**EXERCISE OBJECTIVE:** The answer should be a single number: how many lines in the material contain "regview".

============================================================

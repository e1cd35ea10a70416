use std::{fmt, io, ops};

use crate::{model::MakeAddrError, num_field::DisplayBase};
use thiserror::Error;

/// A value does not fit in the bit width of the number it was assigned to
#[derive(Error, Debug, Clone, PartialEq, Eq)]
#[error("value {value:#x} does not fit in {bit_width} bits")]
pub struct RangeError {
    pub(crate) value: u64,
    pub(crate) bit_width: u32,
}

impl RangeError {
    /// The rejected value
    pub fn value(&self) -> u64 {
        self.value
    }

    pub fn bit_width(&self) -> u32 {
        self.bit_width
    }
}

/// Text does not match the grammar of the active display base
#[derive(Error, Debug, Clone, PartialEq, Eq)]
#[error("{text:?} is not a valid {bit_width}-bit {base} number")]
pub struct FormatError {
    pub(crate) text: String,
    pub(crate) base: DisplayBase,
    pub(crate) bit_width: u32,
}

impl FormatError {
    pub fn text(&self) -> &str {
        &self.text
    }

    pub fn base(&self) -> DisplayBase {
        self.base
    }
}

/// Error raised by the register and field value models
#[derive(Error, Debug, Clone, PartialEq, Eq)]
pub enum ModelError {
    #[error(transparent)]
    Range(#[from] RangeError),
    #[error(transparent)]
    Format(#[from] FormatError),
    #[error("register {reg} has no field named {field:?}")]
    UnknownField { reg: String, field: String },
    #[error("field {field} has no enumerated value at index {index}")]
    UnknownEnum { field: String, index: usize },
    #[error("peripheral {periph} has no register at address {addr:#010x}")]
    UnknownAddress { periph: String, addr: u64 },
    #[error("register {0} is not readable")]
    NotReadable(String),
    #[error("register {0} is not writable")]
    NotWritable(String),
    #[error("register {0} is not connected to a register access service")]
    NotConnected(String),
    #[error("field {field} {bits} does not fit in the {width}-bit register {reg}")]
    FieldOutOfRegister {
        reg: String,
        field: String,
        bits: String,
        width: u32,
    },
    #[error("cannot place register in the address space")]
    AddrOverflow(#[from] MakeAddrError),
}

/// Problems found in CMSIS-SVD input or the JSON descriptor format
#[derive(Error, Debug, Clone, PartialEq, Eq)]
pub enum CommonParseError {
    #[error("invalid access type in input: {0}")]
    InvalidAccessType(String),
    #[error("invalid bit range for field {0}: {1}")]
    InvalidBitRange(String, String),
}

#[derive(Error, Debug)]
pub enum Error {
    #[error("cannot read input file")]
    Io(#[from] io::Error),
    #[error("input is not well-formed XML")]
    Xml(#[from] roxmltree::Error),
    #[error("error while parsing SVD")]
    SvdParse(#[from] ParseFileError<SvdParseError>),
    #[error("error while parsing JSON descriptors")]
    JsonParse(#[from] JsonParseError),
    #[error("invalid filter pattern")]
    Regex(#[from] regex::Error),
    #[error("zero entries were chosen from input, either the file doesn't have any peripheral definitions, or they were all ignored by current filters")]
    ZeroEntries,
}

#[derive(Error, Debug)]
#[error("CMSIS-SVD parse error --> {fname}:{err}")]
pub struct ParseFileError<T> {
    fname: String,
    err: PositionalError<T>,
}

/// Location of an error in the input text
///
/// Lines and columns count from 1.
#[derive(Debug)]
pub(crate) enum Position {
    Point {
        line: u32,
        col: u32,
    },
    Line {
        line: u32,
        start_col: u32,
        end_col: u32,
    },
    MultiLine {
        start_line: u32,
        start_col: u32,
        end_line: u32,
        end_col: u32,
    },
}

impl From<ops::Range<roxmltree::TextPos>> for Position {
    fn from(value: ops::Range<roxmltree::TextPos>) -> Self {
        if value.start.row == value.end.row {
            // Single character
            if value.start.col == value.end.col {
                Position::Point {
                    line: value.start.row,
                    col: value.start.col,
                }
            }
            // Span within one line
            else {
                Position::Line {
                    line: value.start.row,
                    start_col: value.start.col,
                    end_col: value.end.col,
                }
            }
        }
        // Span over several lines
        else {
            Position::MultiLine {
                start_line: value.start.row,
                start_col: value.start.col,
                end_line: value.end.row,
                end_col: value.end.col,
            }
        }
    }
}

impl fmt::Display for Position {
    fn fmt(&self, f: &mut fmt::Formatter<'_>) -> fmt::Result {
        match self {
            Position::Point { line, col } => write!(f, "{line}:{col}"),
            Position::Line {
                line,
                start_col,
                end_col,
            } => write!(f, "{line}:{start_col}-{end_col}"),
            Position::MultiLine {
                start_line,
                start_col,
                end_line,
                end_col,
            } => write!(f, "{start_line}:{start_col}..{end_line}:{end_col}"),
        }
    }
}

#[derive(Error, Debug)]
#[error("{pos}\n{err}")]
pub struct PositionalError<T> {
    pos: Position,
    err: T,
}

impl<T> PositionalError<T> {
    pub(crate) fn with_fname(self, fname: String) -> ParseFileError<T> {
        ParseFileError { fname, err: self }
    }

    /// The error without position information
    pub fn error(&self) -> &T {
        &self.err
    }
}

/// Problems found in CMSIS-SVD input
#[derive(Error, Debug, Clone, PartialEq, Eq)]
pub enum SvdParseError {
    #[error("expected tag {tag:?} in element {elem_name:?}")]
    ExpectedTagInElement { elem_name: String, tag: String },
    #[error("expected {expected_count:?} {node_name:?} elements, found {actual_count}")]
    InvalidNodeCount {
        node_name: String,
        expected_count: ops::RangeInclusive<usize>,
        actual_count: usize,
    },
    #[error("element {0:?} has no text")]
    EmptyText(String),
    #[error("could not parse int")]
    ParseInt(#[from] std::num::ParseIntError),
    #[error("could not parse nonneg int from {0}")]
    InvalidNonnegInt(String),
    #[error("invalid size multiplier suffix: {0}")]
    InvalidSizeMultiplierSuffix(char),
    #[error("value {0} overflows 64 bits")]
    IntOverflow(String),
    #[error("generic parse error")]
    GenericParse(#[from] CommonParseError),
    #[error("peripheral {periph} is derived from {base}, which was not declared before it")]
    DerivedFromMissing { periph: String, base: String },
    #[error("array {name} has {dim} elements but {index_count} indices")]
    DimIndexMismatch {
        name: String,
        dim: u64,
        index_count: usize,
    },
    #[error("invalid dimIndex: {0}")]
    InvalidDimIndex(String),
    #[error("fields {0} and {1} of register {2} overlap")]
    OverlappingFields(String, String, String),
    #[error("enumerated value {value:#x} ({name}) does not fit in field {field}")]
    EnumOutOfRange {
        field: String,
        name: String,
        value: u64,
    },
}

impl SvdParseError {
    /// Attach the row and column range `pos` of the input
    pub(crate) fn with_text_pos_range(
        self,
        pos: ops::Range<roxmltree::TextPos>,
    ) -> PositionalError<SvdParseError> {
        PositionalError {
            pos: pos.into(),
            err: self,
        }
    }

    pub(crate) fn with_byte_pos_range(
        self,
        byte_pos: ops::Range<usize>,
        doc: &roxmltree::Document,
    ) -> PositionalError<SvdParseError> {
        let text_pos = ops::Range {
            start: doc.text_pos_at(byte_pos.start),
            end: doc.text_pos_at(byte_pos.end),
        };
        self.with_text_pos_range(text_pos)
    }
}

/// Error that happened while reading descriptors from JSON
#[derive(Error, Debug)]
pub enum JsonParseError {
    #[error("malformed JSON")]
    Json(#[from] json::Error),
    #[error("field not found: {0}")]
    FieldNotFound(String),
    #[error("expected an object, found {0}")]
    ExpectedObject(String),
    #[error("expected an array, found {0}")]
    ExpectedArray(String),
    #[error("field {field:?} is not a {expected}")]
    UnexpectedType {
        field: String,
        expected: &'static str,
    },
    #[error("invalid descriptor")]
    Invalid(#[from] SvdParseError),
    #[error("generic parse error")]
    GenericParse(#[from] CommonParseError),
}
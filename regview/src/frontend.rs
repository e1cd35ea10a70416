//! Readers and writers for the supported descriptor formats

pub(crate) mod json;
pub(crate) mod svd;

use crate::{error::SvdParseError, model::RegisterDescriptor};
use log::warn;

/// How strictly questionable input is treated
///
/// Applies to invalid access strings, overlapping fields and enumerated values that do not fit in
/// their field.
#[derive(Clone, Copy, Debug, Default, PartialEq, Eq)]
pub enum ValidateLevel {
    /// Accept everything silently
    Disabled,
    /// Log a warning and carry on
    #[default]
    Weak,
    /// Reject the input
    Strict,
}

impl ValidateLevel {
    /// Escalate `err` according to this level
    pub(crate) fn check(self, err: SvdParseError) -> Result<(), SvdParseError> {
        match self {
            Self::Strict => Err(err),
            Self::Weak => {
                warn!("{err}");
                Ok(())
            }
            Self::Disabled => Ok(()),
        }
    }
}

/// Check the fields of `reg` for overlaps and for enumerated values that do not fit
pub(crate) fn validate_register(
    reg: &RegisterDescriptor,
    level: ValidateLevel,
) -> Result<(), SvdParseError> {
    if level == ValidateLevel::Disabled {
        return Ok(());
    }
    for (a, b) in reg.overlapping_fields() {
        level.check(SvdParseError::OverlappingFields(
            a.name.clone(),
            b.name.clone(),
            reg.name.clone(),
        ))?;
    }
    for field in &reg.fields {
        for e in field.enums_out_of_range() {
            level.check(SvdParseError::EnumOutOfRange {
                field: field.name.clone(),
                name: e.name.clone(),
                value: e.value,
            })?;
        }
    }
    Ok(())
}

#[cfg(test)]
mod tests {
    use super::*;
    use crate::model::{Access, BitRange, EnumValue, FieldDescriptor, NO_DESCRIPTION};

    fn reg(fields: Vec<(&str, u32, u32)>) -> RegisterDescriptor {
        RegisterDescriptor {
            name: "CFG".to_owned(),
            description: NO_DESCRIPTION.to_owned(),
            address_offset: 0,
            access: Access::ReadWrite,
            fields: fields
                .into_iter()
                .map(|(name, lsb, msb)| FieldDescriptor {
                    name: name.to_owned(),
                    description: NO_DESCRIPTION.to_owned(),
                    bit_range: BitRange::new(lsb, msb).unwrap(),
                    access: Access::ReadWrite,
                    enums: vec![],
                })
                .collect(),
        }
    }

    #[test]
    fn overlap_is_escalated_by_level() {
        let r = reg(vec![("A", 0, 3), ("B", 3, 4)]);
        assert_eq!(
            validate_register(&r, ValidateLevel::Strict),
            Err(SvdParseError::OverlappingFields(
                "A".to_owned(),
                "B".to_owned(),
                "CFG".to_owned()
            ))
        );
        assert_eq!(validate_register(&r, ValidateLevel::Weak), Ok(()));
        assert_eq!(validate_register(&r, ValidateLevel::Disabled), Ok(()));
        assert_eq!(
            validate_register(&reg(vec![("A", 0, 3), ("B", 4, 7)]), ValidateLevel::Strict),
            Ok(())
        );
    }

    #[test]
    fn wide_enum_is_escalated_by_level() {
        let mut r = reg(vec![("EN", 0, 0)]);
        r.fields[0].enums.push(EnumValue {
            value: 2,
            name: "MAYBE".to_owned(),
            description: NO_DESCRIPTION.to_owned(),
        });
        assert!(matches!(
            validate_register(&r, ValidateLevel::Strict),
            Err(SvdParseError::EnumOutOfRange { value: 2, .. })
        ));
        assert_eq!(validate_register(&r, ValidateLevel::Weak), Ok(()));
    }
}
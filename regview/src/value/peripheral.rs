use std::rc::Rc;

use crate::{
    access::RegisterAccess,
    error::ModelError,
    model::PeripheralDescriptor,
    num_field::DisplayBase,
    value::RegisterModel,
};
use log::{debug, info};

/// Live values of all registers of one peripheral
#[derive(Debug)]
pub struct PeripheralModel {
    name: String,
    base_address: u64,
    registers: Vec<RegisterModel>,
}

impl PeripheralModel {
    pub fn new(descriptor: &PeripheralDescriptor) -> Result<Self, ModelError> {
        let registers = descriptor
            .registers
            .iter()
            .map(|reg| RegisterModel::new(reg, descriptor.base_address))
            .collect::<Result<Vec<_>, _>>()?;
        debug!(
            "built peripheral {} at {:#010x} with {} registers",
            descriptor.name,
            descriptor.base_address,
            registers.len()
        );
        Ok(Self {
            name: descriptor.name.clone(),
            base_address: descriptor.base_address,
            registers,
        })
    }

    pub fn name(&self) -> &str {
        &self.name
    }

    pub fn base_address(&self) -> u64 {
        self.base_address
    }

    pub fn registers(&self) -> &[RegisterModel] {
        &self.registers
    }

    pub fn register(&self, name: &str) -> Option<&RegisterModel> {
        self.registers.iter().find(|r| r.name() == name)
    }

    pub fn register_mut(&mut self, name: &str) -> Option<&mut RegisterModel> {
        self.registers.iter_mut().find(|r| r.name() == name)
    }

    /// Attach `access` to every register
    pub fn connect(&mut self, access: Rc<dyn RegisterAccess>) {
        for reg in &mut self.registers {
            reg.connect(access.clone());
        }
    }

    pub fn set_auto_write(&mut self, enable: bool) {
        for reg in &mut self.registers {
            reg.set_auto_write(enable);
        }
    }

    pub fn set_display_base(&mut self, base: DisplayBase) {
        for reg in &mut self.registers {
            reg.set_display_base(base);
        }
    }

    /// Request the value of every readable register
    ///
    /// Returns the number of read requests emitted.
    ///
    /// # Errors
    ///
    /// No [`RegisterAccess`] is connected.
    pub fn read_all(&self) -> Result<usize, ModelError> {
        let mut count = 0;
        for reg in &self.registers {
            if !reg.descriptor().access.is_read() {
                debug!("read skipped: register {} is {}", reg.name(), reg.descriptor().access);
                continue;
            }
            reg.request_read()?;
            count += 1;
        }
        info!("requested {count} register reads from {}", self.name);
        Ok(count)
    }

    /// Deliver the result of a read request to the register at absolute `address`
    pub fn apply_read_result(&mut self, address: u64, value: u64) -> Result<(), ModelError> {
        let reg = self
            .registers
            .iter_mut()
            .find(|r| r.address() == address)
            .ok_or_else(|| ModelError::UnknownAddress {
                periph: self.name.clone(),
                addr: address,
            })?;
        reg.set_value(value)?;
        Ok(())
    }
}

============================================================

**RESPONSE TO THIS EXERCISE:** 2